-- PROVIDED RECORDS follows --

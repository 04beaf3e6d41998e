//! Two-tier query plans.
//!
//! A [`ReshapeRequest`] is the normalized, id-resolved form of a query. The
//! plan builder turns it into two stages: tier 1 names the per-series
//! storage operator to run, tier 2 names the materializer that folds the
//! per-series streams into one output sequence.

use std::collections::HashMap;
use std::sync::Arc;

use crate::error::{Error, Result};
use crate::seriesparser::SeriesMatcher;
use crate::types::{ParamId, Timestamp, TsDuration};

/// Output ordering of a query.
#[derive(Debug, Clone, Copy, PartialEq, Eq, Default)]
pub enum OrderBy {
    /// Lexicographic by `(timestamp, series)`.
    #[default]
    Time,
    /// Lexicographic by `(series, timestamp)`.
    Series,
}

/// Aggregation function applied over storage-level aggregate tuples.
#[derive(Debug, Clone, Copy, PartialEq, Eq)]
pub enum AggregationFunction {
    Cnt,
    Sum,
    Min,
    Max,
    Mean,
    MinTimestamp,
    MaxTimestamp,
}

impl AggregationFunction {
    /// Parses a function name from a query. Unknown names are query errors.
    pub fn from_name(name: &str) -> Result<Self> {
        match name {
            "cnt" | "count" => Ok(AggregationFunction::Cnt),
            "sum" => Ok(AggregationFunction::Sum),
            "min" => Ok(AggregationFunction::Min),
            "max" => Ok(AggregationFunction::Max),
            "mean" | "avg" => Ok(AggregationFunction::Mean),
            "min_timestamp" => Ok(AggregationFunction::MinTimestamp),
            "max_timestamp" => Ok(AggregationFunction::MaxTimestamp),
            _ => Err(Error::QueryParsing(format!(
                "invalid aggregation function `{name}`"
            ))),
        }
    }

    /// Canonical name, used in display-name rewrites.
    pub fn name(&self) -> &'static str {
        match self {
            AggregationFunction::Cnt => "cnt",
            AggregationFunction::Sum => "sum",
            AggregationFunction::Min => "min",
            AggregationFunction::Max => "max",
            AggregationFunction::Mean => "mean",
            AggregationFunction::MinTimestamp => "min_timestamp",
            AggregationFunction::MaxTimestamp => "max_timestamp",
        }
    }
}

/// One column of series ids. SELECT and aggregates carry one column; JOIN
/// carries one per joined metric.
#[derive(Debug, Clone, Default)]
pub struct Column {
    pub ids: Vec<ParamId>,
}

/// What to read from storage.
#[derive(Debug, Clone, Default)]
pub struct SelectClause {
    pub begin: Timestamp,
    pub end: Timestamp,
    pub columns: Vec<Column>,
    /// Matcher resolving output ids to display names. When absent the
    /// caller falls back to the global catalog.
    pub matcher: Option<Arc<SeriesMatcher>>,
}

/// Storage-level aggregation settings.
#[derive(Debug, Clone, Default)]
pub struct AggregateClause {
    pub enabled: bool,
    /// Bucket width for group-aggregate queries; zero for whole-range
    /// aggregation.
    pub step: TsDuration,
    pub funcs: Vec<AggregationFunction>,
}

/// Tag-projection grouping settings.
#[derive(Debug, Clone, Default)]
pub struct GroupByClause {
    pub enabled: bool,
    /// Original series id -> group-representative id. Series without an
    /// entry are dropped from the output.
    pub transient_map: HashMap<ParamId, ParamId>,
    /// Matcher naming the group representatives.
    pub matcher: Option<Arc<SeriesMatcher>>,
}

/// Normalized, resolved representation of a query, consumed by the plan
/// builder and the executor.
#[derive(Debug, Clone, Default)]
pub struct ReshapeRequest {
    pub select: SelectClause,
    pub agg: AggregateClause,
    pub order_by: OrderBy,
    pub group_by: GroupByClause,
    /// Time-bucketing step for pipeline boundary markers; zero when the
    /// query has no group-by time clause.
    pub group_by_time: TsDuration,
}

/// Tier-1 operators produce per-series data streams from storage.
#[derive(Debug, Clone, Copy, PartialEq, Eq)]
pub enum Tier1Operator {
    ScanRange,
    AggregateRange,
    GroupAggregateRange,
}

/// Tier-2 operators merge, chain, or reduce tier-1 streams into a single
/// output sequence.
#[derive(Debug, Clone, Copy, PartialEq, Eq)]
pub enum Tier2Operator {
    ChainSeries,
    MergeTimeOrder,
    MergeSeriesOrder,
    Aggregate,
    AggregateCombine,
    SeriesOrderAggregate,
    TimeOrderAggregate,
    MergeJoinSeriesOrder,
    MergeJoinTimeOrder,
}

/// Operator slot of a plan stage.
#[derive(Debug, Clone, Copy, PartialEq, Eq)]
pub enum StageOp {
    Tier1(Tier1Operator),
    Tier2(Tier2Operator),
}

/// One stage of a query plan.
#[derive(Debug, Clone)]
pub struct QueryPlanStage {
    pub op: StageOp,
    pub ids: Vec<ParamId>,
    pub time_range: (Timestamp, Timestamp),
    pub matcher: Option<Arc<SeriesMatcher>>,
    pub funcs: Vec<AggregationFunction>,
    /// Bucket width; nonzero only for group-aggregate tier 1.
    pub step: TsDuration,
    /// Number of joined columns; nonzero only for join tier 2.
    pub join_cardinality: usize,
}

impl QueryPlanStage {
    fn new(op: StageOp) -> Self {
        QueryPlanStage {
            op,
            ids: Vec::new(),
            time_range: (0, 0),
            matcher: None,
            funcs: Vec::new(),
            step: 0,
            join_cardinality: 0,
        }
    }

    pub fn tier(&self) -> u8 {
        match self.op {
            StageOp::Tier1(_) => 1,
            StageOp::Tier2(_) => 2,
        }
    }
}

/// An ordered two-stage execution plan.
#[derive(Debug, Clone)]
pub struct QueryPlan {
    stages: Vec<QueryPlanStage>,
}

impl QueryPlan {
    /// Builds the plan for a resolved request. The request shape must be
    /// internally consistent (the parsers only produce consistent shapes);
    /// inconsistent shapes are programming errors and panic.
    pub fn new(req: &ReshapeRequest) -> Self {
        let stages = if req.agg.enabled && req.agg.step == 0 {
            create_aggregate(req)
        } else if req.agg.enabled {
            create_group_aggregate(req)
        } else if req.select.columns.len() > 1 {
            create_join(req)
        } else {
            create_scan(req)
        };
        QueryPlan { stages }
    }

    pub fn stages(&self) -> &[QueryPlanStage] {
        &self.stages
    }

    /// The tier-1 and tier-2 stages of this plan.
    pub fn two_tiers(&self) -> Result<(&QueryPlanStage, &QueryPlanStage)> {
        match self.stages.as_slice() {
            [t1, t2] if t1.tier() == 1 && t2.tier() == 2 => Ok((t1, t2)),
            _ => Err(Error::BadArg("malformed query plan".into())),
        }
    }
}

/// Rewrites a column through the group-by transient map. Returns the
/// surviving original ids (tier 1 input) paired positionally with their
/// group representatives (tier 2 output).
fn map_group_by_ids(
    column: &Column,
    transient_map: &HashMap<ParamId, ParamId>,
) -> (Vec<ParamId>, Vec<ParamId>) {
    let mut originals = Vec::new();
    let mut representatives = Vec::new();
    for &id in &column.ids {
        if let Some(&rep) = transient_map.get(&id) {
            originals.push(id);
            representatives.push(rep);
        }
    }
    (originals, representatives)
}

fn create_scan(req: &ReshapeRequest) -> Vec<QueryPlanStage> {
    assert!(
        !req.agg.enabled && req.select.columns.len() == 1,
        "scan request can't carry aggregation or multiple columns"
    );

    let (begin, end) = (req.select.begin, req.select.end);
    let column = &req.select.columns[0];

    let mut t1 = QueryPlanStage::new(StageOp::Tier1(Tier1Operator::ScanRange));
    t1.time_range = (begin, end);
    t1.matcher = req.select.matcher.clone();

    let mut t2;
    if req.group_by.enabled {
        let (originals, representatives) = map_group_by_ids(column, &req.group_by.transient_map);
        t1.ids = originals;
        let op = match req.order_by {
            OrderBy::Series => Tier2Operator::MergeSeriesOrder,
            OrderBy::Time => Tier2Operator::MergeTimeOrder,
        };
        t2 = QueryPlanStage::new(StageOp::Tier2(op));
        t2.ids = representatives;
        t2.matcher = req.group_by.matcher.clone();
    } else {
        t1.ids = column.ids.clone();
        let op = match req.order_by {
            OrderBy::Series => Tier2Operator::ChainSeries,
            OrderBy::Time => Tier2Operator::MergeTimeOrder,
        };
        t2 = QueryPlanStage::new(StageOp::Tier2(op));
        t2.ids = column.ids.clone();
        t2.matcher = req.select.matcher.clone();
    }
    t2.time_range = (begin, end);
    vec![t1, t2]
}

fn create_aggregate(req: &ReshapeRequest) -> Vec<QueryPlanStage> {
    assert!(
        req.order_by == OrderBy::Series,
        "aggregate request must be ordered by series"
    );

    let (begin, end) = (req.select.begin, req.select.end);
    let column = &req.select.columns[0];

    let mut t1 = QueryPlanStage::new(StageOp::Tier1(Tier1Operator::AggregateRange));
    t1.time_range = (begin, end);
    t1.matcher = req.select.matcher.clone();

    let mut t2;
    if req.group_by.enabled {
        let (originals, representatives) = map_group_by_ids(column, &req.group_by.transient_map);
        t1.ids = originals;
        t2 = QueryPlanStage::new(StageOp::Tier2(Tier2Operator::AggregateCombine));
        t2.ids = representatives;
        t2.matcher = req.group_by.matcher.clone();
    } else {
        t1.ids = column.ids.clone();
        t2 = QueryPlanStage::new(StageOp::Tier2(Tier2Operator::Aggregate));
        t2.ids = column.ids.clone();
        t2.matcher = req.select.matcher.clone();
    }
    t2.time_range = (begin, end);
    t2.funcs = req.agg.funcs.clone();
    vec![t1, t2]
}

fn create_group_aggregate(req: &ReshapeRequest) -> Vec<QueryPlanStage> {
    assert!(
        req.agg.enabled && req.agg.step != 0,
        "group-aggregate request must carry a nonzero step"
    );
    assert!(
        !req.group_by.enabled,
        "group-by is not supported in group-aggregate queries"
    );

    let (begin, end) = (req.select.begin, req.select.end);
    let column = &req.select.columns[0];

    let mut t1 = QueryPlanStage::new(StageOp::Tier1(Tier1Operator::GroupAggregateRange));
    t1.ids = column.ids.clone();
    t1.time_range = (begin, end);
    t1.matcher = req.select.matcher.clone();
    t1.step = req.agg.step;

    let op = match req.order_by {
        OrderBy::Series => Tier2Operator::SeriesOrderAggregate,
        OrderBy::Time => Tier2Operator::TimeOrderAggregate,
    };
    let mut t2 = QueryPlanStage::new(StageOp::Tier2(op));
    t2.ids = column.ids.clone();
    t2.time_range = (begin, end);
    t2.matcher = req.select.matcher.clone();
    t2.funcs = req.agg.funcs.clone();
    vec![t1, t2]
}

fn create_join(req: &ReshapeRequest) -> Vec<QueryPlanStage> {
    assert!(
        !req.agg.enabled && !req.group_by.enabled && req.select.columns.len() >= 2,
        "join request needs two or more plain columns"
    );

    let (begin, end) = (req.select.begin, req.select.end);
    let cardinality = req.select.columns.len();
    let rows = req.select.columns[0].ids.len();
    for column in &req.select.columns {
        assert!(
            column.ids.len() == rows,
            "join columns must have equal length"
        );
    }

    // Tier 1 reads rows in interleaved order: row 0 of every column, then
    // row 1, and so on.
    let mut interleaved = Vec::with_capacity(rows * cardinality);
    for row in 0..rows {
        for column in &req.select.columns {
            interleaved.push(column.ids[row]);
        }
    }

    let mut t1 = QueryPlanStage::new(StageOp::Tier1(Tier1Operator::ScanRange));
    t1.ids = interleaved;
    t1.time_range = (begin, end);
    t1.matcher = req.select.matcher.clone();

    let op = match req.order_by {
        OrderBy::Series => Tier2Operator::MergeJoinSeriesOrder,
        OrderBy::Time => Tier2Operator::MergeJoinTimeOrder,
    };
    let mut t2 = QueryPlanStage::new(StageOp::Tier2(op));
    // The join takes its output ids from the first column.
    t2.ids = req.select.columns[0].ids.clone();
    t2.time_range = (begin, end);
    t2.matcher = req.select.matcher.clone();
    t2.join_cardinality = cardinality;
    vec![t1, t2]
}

-- PROVIDED RECORDS concluded --

> [YOUR OBJECTIVE] Make a copy of each line in the records that has the word "TimeOrderAggregate".

> [RESPONSE AREA]
    TimeOrderAggregate,
        OrderBy::Time => Tier2Operator::TimeOrderAggregate,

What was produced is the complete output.